___ Material supplied

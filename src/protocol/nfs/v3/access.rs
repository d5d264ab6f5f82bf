//! ACCESS procedure (RFC 1813 section 3.3.4).
//!
//! Reports which of the client's requested permission bits the server
//! would allow, so clients can fail operations locally instead of
//! round-tripping a doomed call.

use std::io::{Read, Write};

use tracing::debug;

use super::{resolve_fh, status_of, to_fattr3};
use crate::dispatch::{MountAccess, ObjectKind, VfsDispatcher};
use crate::protocol::rpc;
use crate::protocol::xdr::{self, deserialize, nfs3, Serialize};

pub async fn nfsproc3_access(
    xid: u32,
    input: &mut impl Read,
    output: &mut impl Write,
    context: &rpc::Context,
) -> Result<(), anyhow::Error> {
    let handle = deserialize::<nfs3::nfs_fh3>(input)?;
    let requested = deserialize::<u32>(input)?;
    debug!(xid, requested, "nfsproc3_access");

    let id = match resolve_fh(context, &handle) {
        Ok(id) => id,
        Err(stat) => {
            xdr::rpc::success_reply(xid).serialize(output)?;
            stat.serialize(output)?;
            nfs3::post_op_attr::Void.serialize(output)?;
            return Ok(());
        }
    };

    match context.dispatcher.getattr(id).await {
        Ok(attr) => {
            let mut allowed = match attr.kind {
                ObjectKind::Directory => {
                    nfs3::ACCESS3_READ
                        | nfs3::ACCESS3_LOOKUP
                        | nfs3::ACCESS3_MODIFY
                        | nfs3::ACCESS3_EXTEND
                        | nfs3::ACCESS3_DELETE
                }
                _ => {
                    nfs3::ACCESS3_READ
                        | nfs3::ACCESS3_MODIFY
                        | nfs3::ACCESS3_EXTEND
                        | nfs3::ACCESS3_EXECUTE
                }
            };
            if context.dispatcher.access() == MountAccess::ReadOnly {
                allowed &= !(nfs3::ACCESS3_MODIFY | nfs3::ACCESS3_EXTEND | nfs3::ACCESS3_DELETE);
            }
            xdr::rpc::success_reply(xid).serialize(output)?;
            nfs3::nfsstat3::NFS3_OK.serialize(output)?;
            nfs3::post_op_attr::attributes(to_fattr3(&attr)).serialize(output)?;
            (requested & allowed).serialize(output)?;
        }
        Err(err) => {
            debug!(xid, %id, %err, "access failed");
            xdr::rpc::success_reply(xid).serialize(output)?;
            status_of(&err).serialize(output)?;
            nfs3::post_op_attr::Void.serialize(output)?;
        }
    }
    Ok(())
}
//! MKNOD procedure (RFC 1813 section 3.3.11).
//!
//! The working copy never materializes device nodes, sockets or fifos,
//! so MKNOD decodes its arguments and answers NFS3ERR_NOTSUPP.

use std::io::{Read, Write};

use tracing::debug;

use super::{post_attr_for, pre_attr_for, resolve_fh};
use crate::protocol::rpc;
use crate::protocol::xdr::{self, deserialize, nfs3, Serialize};

pub async fn nfsproc3_mknod(
    xid: u32,
    input: &mut impl Read,
    output: &mut impl Write,
    context: &rpc::Context,
) -> Result<(), anyhow::Error> {
    let args = deserialize::<nfs3::dir::MKNOD3args>(input)?;
    debug!(xid, ?args, "nfsproc3_mknod (unsupported)");

    let wcc = match resolve_fh(context, &args.dirops.dir) {
        Ok(dirid) => nfs3::wcc_data {
            before: pre_attr_for(context, dirid).await,
            after: post_attr_for(context, dirid).await,
        },
        Err(_) => nfs3::wcc_data::default(),
    };

    xdr::rpc::success_reply(xid).serialize(output)?;
    nfs3::nfsstat3::NFS3ERR_NOTSUPP.serialize(output)?;
    wcc.serialize(output)?;
    Ok(())
}
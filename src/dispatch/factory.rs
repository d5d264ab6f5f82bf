//! Per-mount dispatcher construction.
//!
//! Exactly one dispatcher variant serves a mount, chosen here when the
//! mount comes up and owned until unmount. The native-hook constructors
//! are compiled only on platforms that have the hook; the NFS variant is
//! the fallback that exists everywhere, since the server behind it is
//! this process rather than the kernel.

use std::sync::Arc;

use tracing::info;

#[cfg(any(target_os = "linux", target_os = "macos"))]
use super::bridge::BridgeDispatcher;
use super::nfs::NfsDispatcher;
#[cfg(target_os = "windows")]
use super::projected::ProjectedDispatcher;
use super::MountAccess;
use crate::store::SharedStore;

pub struct DispatcherFactory;

impl DispatcherFactory {
    #[cfg(any(target_os = "linux", target_os = "macos"))]
    pub fn make_bridge_dispatcher(
        store: SharedStore,
        access: MountAccess,
    ) -> Arc<BridgeDispatcher> {
        info!("constructing kernel-bridge dispatcher");
        Arc::new(BridgeDispatcher::new(store, access))
    }

    #[cfg(target_os = "windows")]
    pub fn make_projected_dispatcher(
        store: SharedStore,
        access: MountAccess,
    ) -> Arc<ProjectedDispatcher> {
        info!("constructing projection dispatcher");
        Arc::new(ProjectedDispatcher::new(store, access))
    }

    pub fn make_nfs_dispatcher(store: SharedStore, access: MountAccess) -> Arc<NfsDispatcher> {
        info!("constructing nfs dispatcher");
        Arc::new(NfsDispatcher::new(store, access))
    }
}
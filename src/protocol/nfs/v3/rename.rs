//! RENAME procedure (RFC 1813 section 3.3.14).

use std::io::{Read, Write};

use tracing::{debug, warn};

use super::{post_attr_for, pre_attr_for, resolve_fh, status_of};
use crate::dispatch::{MountAccess, VfsDispatcher};
use crate::protocol::rpc;
use crate::protocol::xdr::{self, deserialize, nfs3, Serialize};

pub async fn nfsproc3_rename(
    xid: u32,
    input: &mut impl Read,
    output: &mut impl Write,
    context: &rpc::Context,
) -> Result<(), anyhow::Error> {
    let args = deserialize::<nfs3::dir::RENAME3args>(input)?;
    debug!(xid, ?args, "nfsproc3_rename");

    if context.dispatcher.access() == MountAccess::ReadOnly {
        warn!(xid, "rename on read-only mount");
        xdr::rpc::success_reply(xid).serialize(output)?;
        nfs3::nfsstat3::NFS3ERR_ROFS.serialize(output)?;
        nfs3::wcc_data::default().serialize(output)?;
        nfs3::wcc_data::default().serialize(output)?;
        return Ok(());
    }

    let (from_dir, to_dir) =
        match (resolve_fh(context, &args.from.dir), resolve_fh(context, &args.to.dir)) {
            (Ok(from), Ok(to)) => (from, to),
            (Err(stat), _) | (_, Err(stat)) => {
                xdr::rpc::success_reply(xid).serialize(output)?;
                stat.serialize(output)?;
                nfs3::wcc_data::default().serialize(output)?;
                nfs3::wcc_data::default().serialize(output)?;
                return Ok(());
            }
        };

    let from_before = pre_attr_for(context, from_dir).await;
    let to_before = pre_attr_for(context, to_dir).await;

    let status = match context
        .dispatcher
        .rename(from_dir, &args.from.name, to_dir, &args.to.name)
        .await
    {
        Ok(()) => nfs3::nfsstat3::NFS3_OK,
        Err(err) => {
            debug!(xid, from = %args.from.name, to = %args.to.name, %err, "rename failed");
            status_of(&err)
        }
    };
    xdr::rpc::success_reply(xid).serialize(output)?;
    status.serialize(output)?;
    nfs3::wcc_data { before: from_before, after: post_attr_for(context, from_dir).await }
        .serialize(output)?;
    nfs3::wcc_data { before: to_before, after: post_attr_for(context, to_dir).await }
        .serialize(output)?;
    Ok(())
}
//! Duplicate-call detection.
//!
//! Clients retransmit a call when a reply is slow, reusing the same xid.
//! Re-executing a non-idempotent procedure (WRITE, REMOVE, RENAME) on a
//! retransmission would corrupt state the first execution already
//! changed, so calls are tracked by (xid, client address) and duplicates
//! are dropped without dispatch. Completed records age out after a
//! retention period; in-progress records never do.

use std::collections::HashMap;
use std::sync::Mutex;
use std::time::{Duration, SystemTime};

enum TransactionState {
    InProgress,
    Completed(SystemTime),
}

pub struct TransactionTracker {
    retention_period: Duration,
    transactions: Mutex<HashMap<(u32, String), TransactionState>>,
}

impl TransactionTracker {
    pub fn new(retention_period: Duration) -> TransactionTracker {
        TransactionTracker { retention_period, transactions: Mutex::new(HashMap::new()) }
    }

    /// Returns true when this (xid, client) pair has already been seen.
    /// A first sighting is recorded as in progress.
    pub fn is_retransmission(&self, xid: u32, client_addr: &str) -> bool {
        let key = (xid, client_addr.to_string());
        let mut transactions = self.transactions.lock().unwrap();
        expire(&mut transactions, self.retention_period);
        if let std::collections::hash_map::Entry::Vacant(entry) = transactions.entry(key) {
            entry.insert(TransactionState::InProgress);
            false
        } else {
            true
        }
    }

    /// Moves a call from in progress to completed, starting its
    /// retention clock.
    pub fn mark_processed(&self, xid: u32, client_addr: &str) {
        let key = (xid, client_addr.to_string());
        let mut transactions = self.transactions.lock().unwrap();
        if let Some(state) = transactions.get_mut(&key) {
            *state = TransactionState::Completed(SystemTime::now());
        }
    }
}

fn expire(transactions: &mut HashMap<(u32, String), TransactionState>, max_age: Duration) {
    let cutoff = SystemTime::now() - max_age;
    transactions.retain(|_, state| match state {
        TransactionState::InProgress => true,
        TransactionState::Completed(done_at) => *done_at >= cutoff,
    });
}
//! MKDIR procedure (RFC 1813 section 3.3.9).

use std::io::{Read, Write};

use tracing::{debug, warn};

use super::{post_attr_for, pre_attr_for, resolve_fh, status_of, to_fattr3, to_patch};
use crate::dispatch::{MountAccess, VfsDispatcher};
use crate::protocol::rpc;
use crate::protocol::xdr::{self, deserialize, nfs3, Serialize};

pub async fn nfsproc3_mkdir(
    xid: u32,
    input: &mut impl Read,
    output: &mut impl Write,
    context: &rpc::Context,
) -> Result<(), anyhow::Error> {
    let args = deserialize::<nfs3::dir::MKDIR3args>(input)?;
    debug!(xid, ?args, "nfsproc3_mkdir");

    if context.dispatcher.access() == MountAccess::ReadOnly {
        warn!(xid, "mkdir on read-only mount");
        xdr::rpc::success_reply(xid).serialize(output)?;
        nfs3::nfsstat3::NFS3ERR_ROFS.serialize(output)?;
        nfs3::wcc_data::default().serialize(output)?;
        return Ok(());
    }

    let dirid = match resolve_fh(context, &args.dirops.dir) {
        Ok(id) => id,
        Err(stat) => {
            xdr::rpc::success_reply(xid).serialize(output)?;
            stat.serialize(output)?;
            nfs3::wcc_data::default().serialize(output)?;
            return Ok(());
        }
    };

    let before = pre_attr_for(context, dirid).await;

    match context.dispatcher.mkdir(dirid, &args.dirops.name, to_patch(&args.attributes)).await {
        Ok(attr) => {
            xdr::rpc::success_reply(xid).serialize(output)?;
            nfs3::nfsstat3::NFS3_OK.serialize(output)?;
            nfs3::post_op_fh3::handle(nfs3::nfs_fh3 {
                data: context.dispatcher.handle_for(attr.id),
            })
            .serialize(output)?;
            nfs3::post_op_attr::attributes(to_fattr3(&attr)).serialize(output)?;
            nfs3::wcc_data { before, after: post_attr_for(context, dirid).await }
                .serialize(output)?;
        }
        Err(err) => {
            debug!(xid, name = %args.dirops.name, %err, "mkdir failed");
            xdr::rpc::success_reply(xid).serialize(output)?;
            status_of(&err).serialize(output)?;
            nfs3::wcc_data { before, after: post_attr_for(context, dirid).await }
                .serialize(output)?;
        }
    }
    Ok(())
}
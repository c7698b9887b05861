// SPDX-License-Identifier: BUSL-1.1
// Copyright (c) 2026 Alfred Jean LLC

//! Whitespace tokenization for command lines.
//!
//! Splits on runs of space/tab only, matching `boost::tokenizer` with
//! `char_separator<char>(" \t")` in the original implementation. Deliberately
//! not `str::split_whitespace`, which also treats `\n`/`\r` as separators —
//! irrelevant here since the caller has already split on `\n`, but worth
//! keeping explicit since a command can theoretically still contain a `\r`.

/// Splits `cmd` into argv-style tokens on runs of space/tab.
///
/// An empty or all-whitespace input yields a single empty-string token, so
/// callers can distinguish "tokenized to nothing usable" (attempted, but
/// invalid) from "nothing to attempt".
pub fn tokenize(cmd: &str) -> Vec<String> {
    let tokens: Vec<String> = cmd
        .split(|c| c == ' ' || c == '\t')
        .filter(|tok| !tok.is_empty())
        .map(str::to_owned)
        .collect();

    if tokens.is_empty() {
        vec![String::new()]
    } else {
        tokens
    }
}
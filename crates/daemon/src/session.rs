// SPDX-License-Identifier: BUSL-1.1
// Copyright (c) 2026 Alfred Jean LLC

//! Per-connection session: the "strand" from the original design, realized
//! as a single tokio task running one `tokio::select!` loop. Because exactly
//! one task drains the socket, the child-exit channel, and the timeout
//! timer, all three event sources execute one at a time in the order their
//! events become ready -- the FIFO, non-overlapping contract the original's
//! `boost::asio::strand` provided.

use std::pin::Pin;
use std::sync::Arc;
use std::time::Duration;

use parking_lot::Mutex;
use rrd_core::Whitelist;
use tokio::io::{AsyncRead, AsyncReadExt, AsyncWrite, AsyncWriteExt};
use tokio::sync::mpsc;
use tokio::time::Sleep;
use tracing::{debug, warn};

use crate::dispatcher::SignalDispatcher;
use crate::protocol;
use crate::runner::{ChildRunner, ExitOutcome};

/// Drives one client connection to completion (until EOF or an I/O error).
pub struct Session<R, W> {
    reader: R,
    writer: W,
    runner: Arc<Mutex<ChildRunner>>,
    whitelist: Arc<Whitelist>,
    dispatcher: Arc<SignalDispatcher>,
    timeout: Duration,
    exit_rx: mpsc::UnboundedReceiver<ExitOutcome>,
    exit_tx: mpsc::UnboundedSender<ExitOutcome>,
    read_buf: Vec<u8>,
}

impl<R, W> Session<R, W>
where
    R: AsyncRead + Unpin,
    W: AsyncWrite + Unpin,
{
    pub fn new(
        reader: R,
        writer: W,
        whitelist: Arc<Whitelist>,
        dispatcher: Arc<SignalDispatcher>,
        timeout: Duration,
        session_buffer_bytes: usize,
        process_buffer_bytes: usize,
    ) -> Self {
        let (exit_tx, exit_rx) = mpsc::unbounded_channel();
        Self {
            reader,
            writer,
            runner: Arc::new(Mutex::new(ChildRunner::new(process_buffer_bytes))),
            whitelist,
            dispatcher,
            timeout,
            exit_rx,
            exit_tx,
            read_buf: vec![0u8; session_buffer_bytes],
        }
    }

    /// Runs the session to completion. A clean EOF or read error ends the
    /// loop; any child still running at that point is left to the OS and
    /// reaped normally by the dispatcher, its output simply discarded (the
    /// channel send in that case finds no receiver and is ignored).
    pub async fn run(mut self) {
        let mut timer: ArmedTimer = None;

        loop {
            tokio::select! {
                biased;

                exit = self.exit_rx.recv() => {
                    let Some(outcome) = exit else { return };
                    timer = None;
                    self.handle_child_exit(outcome, &mut timer).await;
                }

                () = sleep_or_pending(&mut timer) => {
                    // The armed timer is stamped with the task id of the
                    // child it was armed for; pass that stamped id, not the
                    // runner's live one, so a timer that loses the race
                    // against a fast exit-and-relaunch can never kill the
                    // wrong (newer) child.
                    if let Some((task_id, _)) = timer.take() {
                        debug!(task_id, "child timed out, killing");
                        self.runner.lock().kill_task(task_id);
                    }
                }

                n = self.reader.read(&mut self.read_buf) => {
                    match n {
                        Ok(0) => return,
                        Ok(n) => {
                            let bytes = self.read_buf[..n].to_vec();
                            self.handle_inbound(&bytes, &mut timer).await;
                        }
                        Err(e) => {
                            warn!("session read error: {e}");
                            return;
                        }
                    }
                }
            }
        }
    }

    async fn handle_inbound(&mut self, bytes: &[u8], timer: &mut ArmedTimer) {
        let enqueued = self.runner.lock().commit_data(bytes);
        for cmd in &enqueued {
            debug!(command = %cmd, "enqueued command");
        }
        self.try_launch(timer).await;
    }

    /// Keeps attempting to launch until a child actually starts running or
    /// the queue is drained (or a child is already running). A batch of
    /// buffered commands can contain more than one invalid entry in a row --
    /// `commit_data` enqueues every complete line from a single inbound
    /// event, not just the first, so a single bad command in the middle of a
    /// batch must not strand everything queued behind it.
    async fn try_launch(&mut self, timer: &mut ArmedTimer) {
        loop {
            // Registration happens while still holding the runner's lock,
            // right after spawn returns a pid. There is an unavoidable
            // window between fork() and this insert during which a
            // pathologically fast-exiting child's SIGCHLD could be drained
            // by the dispatcher before the entry exists; such an exit is
            // logged as "untracked" and its result is lost. The original
            // C++ has the same window (the pid is only known after fork, so
            // it cannot be pre-registered).
            let status = {
                let mut runner = self.runner.lock();
                let status = runner.attempt_launch(&self.whitelist);
                if status.launched {
                    if let Some(pid) = runner.child_pid() {
                        self.dispatcher.register(pid as i32, self.exit_tx.clone());
                    }
                }
                status
            };

            if status.launched {
                *timer = Some((status.task_id, Box::pin(tokio::time::sleep(self.timeout))));
                return;
            }

            if !status.attempted {
                return;
            }

            if self.writer.write_all(protocol::INVALID_COMMAND.as_bytes()).await.is_err() {
                return;
            }
            // Queue may still hold more commands behind this invalid one --
            // keep draining instead of waiting for an event that may never
            // come.
        }
    }

    async fn handle_child_exit(&mut self, outcome: ExitOutcome, timer: &mut ArmedTimer) {
        // Pipe draining blocks on I/O until the child's write end closes, so
        // it runs off the reactor thread rather than inline in this task.
        let runner = Arc::clone(&self.runner);
        let drained = tokio::task::spawn_blocking(move || runner.lock().write_execution_result(outcome)).await;
        let (outcome, stdout, stderr) = match drained {
            Ok(result) => result,
            Err(e) => {
                warn!("pipe-drain task panicked: {e}");
                (outcome, Vec::new(), Vec::new())
            }
        };

        let banner = protocol::execution_result(outcome.as_banner_code(), &stdout, &stderr);
        if self.writer.write_all(&banner).await.is_err() {
            return;
        }

        // Go on launching any queued commands; arms a fresh timer if one
        // starts running.
        self.try_launch(timer).await;
    }
}

/// A timer armed for a specific task id, so the task it fires for can be
/// identified without consulting the runner's (possibly already-advanced)
/// live task id.
type ArmedTimer = Option<(u64, Pin<Box<Sleep>>)>;

fn sleep_or_pending(timer: &mut ArmedTimer) -> SleepOrPending<'_> {
    SleepOrPending { timer }
}

struct SleepOrPending<'a> {
    timer: &'a mut ArmedTimer,
}

impl<'a> std::future::Future for SleepOrPending<'a> {
    type Output = ();

    fn poll(
        self: Pin<&mut Self>,
        cx: &mut std::task::Context<'_>,
    ) -> std::task::Poll<Self::Output> {
        let this = self.get_mut();
        match this.timer.as_mut() {
            Some((_, sleep)) => sleep.as_mut().poll(cx),
            None => std::task::Poll::Pending,
        }
    }
}
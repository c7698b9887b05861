// SPDX-License-Identifier: BUSL-1.1
// Copyright (c) 2026 Alfred Jean LLC

//! remote-runnerd: multi-user remote command-execution daemon.
//!
//! USAGE: remote-runnerd <timeout-seconds>

// Allow panic!/unwrap/expect in test code
#![cfg_attr(test, allow(clippy::panic))]
#![cfg_attr(test, allow(clippy::unwrap_used))]
#![cfg_attr(test, allow(clippy::expect_used))]

use tracing::error;
use tracing_subscriber::{fmt, prelude::*, EnvFilter};

use rrd_daemon::{Config, Server};

fn usage() {
    println!("remote-runnerd {}", env!("CARGO_PKG_VERSION"));
    println!("Multi-user remote command-execution daemon");
    println!();
    println!("USAGE:");
    println!("    remote-runnerd <timeout-seconds>");
    println!();
    println!("The whitelist config file, listening port, and local socket path are");
    println!("fixed by settings (overridable for testing via RRD_CONFIG_PATH,");
    println!("RRD_TCP_PORT, RRD_LOCAL_SOCKET_PATH).");
    println!();
    println!("OPTIONS:");
    println!("    -h, --help       Print help information");
    println!("    -v, --version    Print version information");
}

fn setup_logging() {
    let filter = EnvFilter::try_from_default_env().unwrap_or_else(|_| EnvFilter::new("info"));
    tracing_subscriber::registry()
        .with(filter)
        .with(fmt::layer())
        .init();
}

fn main() -> std::process::ExitCode {
    let arg = std::env::args().nth(1);

    let timeout_seconds: u64 = match arg.as_deref() {
        None => {
            usage();
            return std::process::ExitCode::SUCCESS;
        }
        Some("--help") | Some("-h") | Some("help") => {
            usage();
            return std::process::ExitCode::SUCCESS;
        }
        Some("--version") | Some("-v") | Some("-V") => {
            println!("remote-runnerd {}", env!("CARGO_PKG_VERSION"));
            return std::process::ExitCode::SUCCESS;
        }
        Some(value) => match value.parse() {
            Ok(timeout) => timeout,
            Err(_) => {
                eprintln!("Bad timeout value: '{value}'");
                return std::process::ExitCode::FAILURE;
            }
        },
    };

    setup_logging();

    let config = Config::from_env(timeout_seconds);

    if !config.config_path.exists() {
        eprintln!("Config file does not exist: {}", config.config_path.display());
        return std::process::ExitCode::FAILURE;
    }

    // Worker pool size is only known at runtime (env-overridable), so the
    // tokio runtime is built by hand instead of via #[tokio::main] -- the
    // same fixed-size-thread-pool role `settings::server_thread_pool_size`
    // played in the original.
    let worker_threads = config.worker_threads;
    let runtime = match tokio::runtime::Builder::new_multi_thread()
        .worker_threads(worker_threads)
        .enable_all()
        .build()
    {
        Ok(rt) => rt,
        Err(e) => {
            eprintln!("failed to start tokio runtime: {e}");
            return std::process::ExitCode::FAILURE;
        }
    };

    runtime.block_on(run(config))
}

async fn run(config: Config) -> std::process::ExitCode {
    let server = match Server::new(config) {
        Ok(server) => server,
        Err(e) => {
            error!("failed to start: {e}");
            eprintln!("failed to start: {e}");
            return std::process::ExitCode::FAILURE;
        }
    };

    if let Err(e) = server.run().await {
        error!("server error: {e}");
        eprintln!("server error: {e}");
        return std::process::ExitCode::FAILURE;
    }

    std::process::ExitCode::SUCCESS
}
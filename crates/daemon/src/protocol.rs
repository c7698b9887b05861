// SPDX-License-Identifier: BUSL-1.1
// Copyright (c) 2026 Alfred Jean LLC

//! Wire protocol: the fixed banner strings written back to a client after a
//! command finishes (or fails to launch).
//!
//! There is deliberately no framing beyond newline-terminated commands in
//! and raw bytes out -- see spec.md §6. Unlike the original C++, no NUL
//! terminator is appended; these are written as plain bytes.

/// Rejected because the first token did not resolve against the whitelist,
/// or the tokenized command was empty.
pub const INVALID_COMMAND: &str = "Invalid command\n";

/// Header preceding a successfully-launched child's combined output.
pub const SUCCESS_HEADER: &str = "Execution is successful\n";

const STDOUT_HEADER: &str = "*** STDOUT ***\n";
const STDERR_HEADER: &str = "*** STDERR ***\n";

/// Builds the byte sequence written to a client for a completed command.
///
/// `exit_code` is `None` for a clean exit (status 0), `Some(code)` otherwise
/// -- `code` is the process exit code on a normal exit, or `128 + signal`
/// (the shell convention) when the child was killed.
pub fn execution_result(exit_code: Option<i32>, stdout: &[u8], stderr: &[u8]) -> Vec<u8> {
    let mut out = Vec::with_capacity(stdout.len() + stderr.len() + 128);

    match exit_code {
        None => out.extend_from_slice(SUCCESS_HEADER.as_bytes()),
        Some(code) => {
            out.extend_from_slice(format!("Execution error. Exit code: {code}\n").as_bytes());
        }
    }

    out.extend_from_slice(STDOUT_HEADER.as_bytes());
    out.extend_from_slice(stdout);
    out.extend_from_slice(STDERR_HEADER.as_bytes());
    out.extend_from_slice(stderr);
    out
}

______

* **Prompt**: Look through the entries above; find each line with the word "type" and copy it.

* **Exercise response**:
type ArmedTimer = Option<(u64, Pin<Box<Sleep>>)>;
    type Output = ();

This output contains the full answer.